> Assigned task
Set down the records below in full, exactly as they read.

[Stored items]

use crate::IndexError;
use std::collections::BTreeMap;
use std::sync::RwLock;

/// Key-value storage underneath the fingerprint corpus.
///
/// Every `put` is atomic per key: readers see either the previous value or the
/// new one, never a mix.
pub trait IndexBackend: Send + Sync {
    /// Insert or replace the value stored under `key`.
    fn put(&self, key: &str, value: &[u8]) -> Result<(), IndexError>;
    /// Retrieve a value by key.
    fn get(&self, key: &str) -> Result<Option<Vec<u8>>, IndexError>;
    /// Delete a key-value pair.
    fn delete(&self, key: &str) -> Result<(), IndexError>;
    /// Visit every stored value in key order.
    fn scan(
        &self,
        visitor: &mut dyn FnMut(&[u8]) -> Result<(), IndexError>,
    ) -> Result<(), IndexError>;
    /// Number of stored keys.
    fn len(&self) -> Result<usize, IndexError> {
        let mut n = 0usize;
        self.scan(&mut |_| {
            n += 1;
            Ok(())
        })?;
        Ok(n)
    }
    /// Flush any buffered writes to the backend.
    fn flush(&self) -> Result<(), IndexError> {
        Ok(())
    }
}

/// Configuration for selecting and building a backend.
///
/// # Example
/// ```
/// use index::BackendConfig;
///
/// let config = BackendConfig::in_memory();
/// let config = BackendConfig::redb("/data/vofp.redb");
/// ```
#[derive(Clone, Debug, Default, PartialEq, Eq)]
pub enum BackendConfig {
    /// Persistent redb database file at `path`.
    ///
    /// Requires the `backend-redb` feature (enabled by default).
    Redb { path: String },
    /// Process-local map; contents vanish with the process.
    #[default]
    InMemory,
}

impl BackendConfig {
    pub fn in_memory() -> Self {
        BackendConfig::InMemory
    }

    pub fn redb<P: Into<String>>(path: P) -> Self {
        BackendConfig::Redb { path: path.into() }
    }

    /// Build the backend described by this configuration.
    pub fn build(&self) -> Result<Box<dyn IndexBackend>, IndexError> {
        match self {
            BackendConfig::InMemory => Ok(Box::new(InMemoryBackend::new())),
            BackendConfig::Redb { path } => {
                #[cfg(feature = "backend-redb")]
                {
                    Ok(Box::new(RedbBackend::open(path)?))
                }
                #[cfg(not(feature = "backend-redb"))]
                {
                    let _ = path;
                    Err(IndexError::backend("redb backend disabled at compile time"))
                }
            }
        }
    }
}

/// An in-memory backend using a `RwLock` around an ordered map.
///
/// Key order keeps `scan` output deterministic across inserts.
pub struct InMemoryBackend {
    records: RwLock<BTreeMap<String, Vec<u8>>>,
}

impl InMemoryBackend {
    pub fn new() -> Self {
        Self {
            records: RwLock::new(BTreeMap::new()),
        }
    }
}

impl Default for InMemoryBackend {
    fn default() -> Self {
        Self::new()
    }
}

impl IndexBackend for InMemoryBackend {
    fn put(&self, key: &str, value: &[u8]) -> Result<(), IndexError> {
        self.records
            .write()
            .map_err(|_| IndexError::backend("poisoned lock"))?
            .insert(key.to_string(), value.to_vec());
        Ok(())
    }

    fn get(&self, key: &str) -> Result<Option<Vec<u8>>, IndexError> {
        let guard = self
            .records
            .read()
            .map_err(|_| IndexError::backend("poisoned lock"))?;
        Ok(guard.get(key).cloned())
    }

    fn delete(&self, key: &str) -> Result<(), IndexError> {
        self.records
            .write()
            .map_err(|_| IndexError::backend("poisoned lock"))?
            .remove(key);
        Ok(())
    }

    fn scan(
        &self,
        visitor: &mut dyn FnMut(&[u8]) -> Result<(), IndexError>,
    ) -> Result<(), IndexError> {
        // A read lock is held for the duration of the scan.
        let guard = self
            .records
            .read()
            .map_err(|_| IndexError::backend("poisoned lock"))?;
        for value in guard.values() {
            visitor(value)?;
        }
        Ok(())
    }

    fn len(&self) -> Result<usize, IndexError> {
        Ok(self
            .records
            .read()
            .map_err(|_| IndexError::backend("poisoned lock"))?
            .len())
    }
}

#[cfg(feature = "backend-redb")]
pub mod redb;

#[cfg(feature = "backend-redb")]
pub use redb::RedbBackend;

> Completed task
use crate::IndexError;
use std::collections::BTreeMap;
use std::sync::RwLock;

/// Key-value storage underneath the fingerprint corpus.
///
/// Every `put` is atomic per key: readers see either the previous value or the
/// new one, never a mix.
pub trait IndexBackend: Send + Sync {
    /// Insert or replace the value stored under `key`.
    fn put(&self, key: &str, value: &[u8]) -> Result<(), IndexError>;
    /// Retrieve a value by key.
    fn get(&self, key: &str) -> Result<Option<Vec<u8>>, IndexError>;
    /// Delete a key-value pair.
    fn delete(&self, key: &str) -> Result<(), IndexError>;
    /// Visit every stored value in key order.
    fn scan(
        &self,
        visitor: &mut dyn FnMut(&[u8]) -> Result<(), IndexError>,
    ) -> Result<(), IndexError>;
    /// Number of stored keys.
    fn len(&self) -> Result<usize, IndexError> {
        let mut n = 0usize;
        self.scan(&mut |_| {
            n += 1;
            Ok(())
        })?;
        Ok(n)
    }
    /// Flush any buffered writes to the backend.
    fn flush(&self) -> Result<(), IndexError> {
        Ok(())
    }
}

/// Configuration for selecting and building a backend.
///
/// # Example
/// ```
/// use index::BackendConfig;
///
/// let config = BackendConfig::in_memory();
/// let config = BackendConfig::redb("/data/vofp.redb");
/// ```
#[derive(Clone, Debug, Default, PartialEq, Eq)]
pub enum BackendConfig {
    /// Persistent redb database file at `path`.
    ///
    /// Requires the `backend-redb` feature (enabled by default).
    Redb { path: String },
    /// Process-local map; contents vanish with the process.
    #[default]
    InMemory,
}

impl BackendConfig {
    pub fn in_memory() -> Self {
        BackendConfig::InMemory
    }

    pub fn redb<P: Into<String>>(path: P) -> Self {
        BackendConfig::Redb { path: path.into() }
    }

    /// Build the backend described by this configuration.
    pub fn build(&self) -> Result<Box<dyn IndexBackend>, IndexError> {
        match self {
            BackendConfig::InMemory => Ok(Box::new(InMemoryBackend::new())),
            BackendConfig::Redb { path } => {
                #[cfg(feature = "backend-redb")]
                {
                    Ok(Box::new(RedbBackend::open(path)?))
                }
                #[cfg(not(feature = "backend-redb"))]
                {
                    let _ = path;
                    Err(IndexError::backend("redb backend disabled at compile time"))
                }
            }
        }
    }
}

/// An in-memory backend using a `RwLock` around an ordered map.
///
/// Key order keeps `scan` output deterministic across inserts.
pub struct InMemoryBackend {
    records: RwLock<BTreeMap<String, Vec<u8>>>,
}

impl InMemoryBackend {
    pub fn new() -> Self {
        Self {
            records: RwLock::new(BTreeMap::new()),
        }
    }
}

impl Default for InMemoryBackend {
    fn default() -> Self {
        Self::new()
    }
}

impl IndexBackend for InMemoryBackend {
    fn put(&self, key: &str, value: &[u8]) -> Result<(), IndexError> {
        self.records
            .write()
            .map_err(|_| IndexError::backend("poisoned lock"))?
            .insert(key.to_string(), value.to_vec());
        Ok(())
    }

    fn get(&self, key: &str) -> Result<Option<Vec<u8>>, IndexError> {
        let guard = self
            .records
            .read()
            .map_err(|_| IndexError::backend("poisoned lock"))?;
        Ok(guard.get(key).cloned())
    }

    fn delete(&self, key: &str) -> Result<(), IndexError> {
        self.records
            .write()
            .map_err(|_| IndexError::backend("poisoned lock"))?
            .remove(key);
        Ok(())
    }

    fn scan(
        &self,
        visitor: &mut dyn FnMut(&[u8]) -> Result<(), IndexError>,
    ) -> Result<(), IndexError> {
        // A read lock is held for the duration of the scan.
        let guard = self
            .records
            .read()
            .map_err(|_| IndexError::backend("poisoned lock"))?;
        for value in guard.values() {
            visitor(value)?;
        }
        Ok(())
    }

    fn len(&self) -> Result<usize, IndexError> {
        Ok(self
            .records
            .read()
            .map_err(|_| IndexError::backend("poisoned lock"))?
            .len())
    }
}

#[cfg(feature = "backend-redb")]
pub mod redb;

#[cfg(feature = "backend-redb")]
pub use redb::RedbBackend;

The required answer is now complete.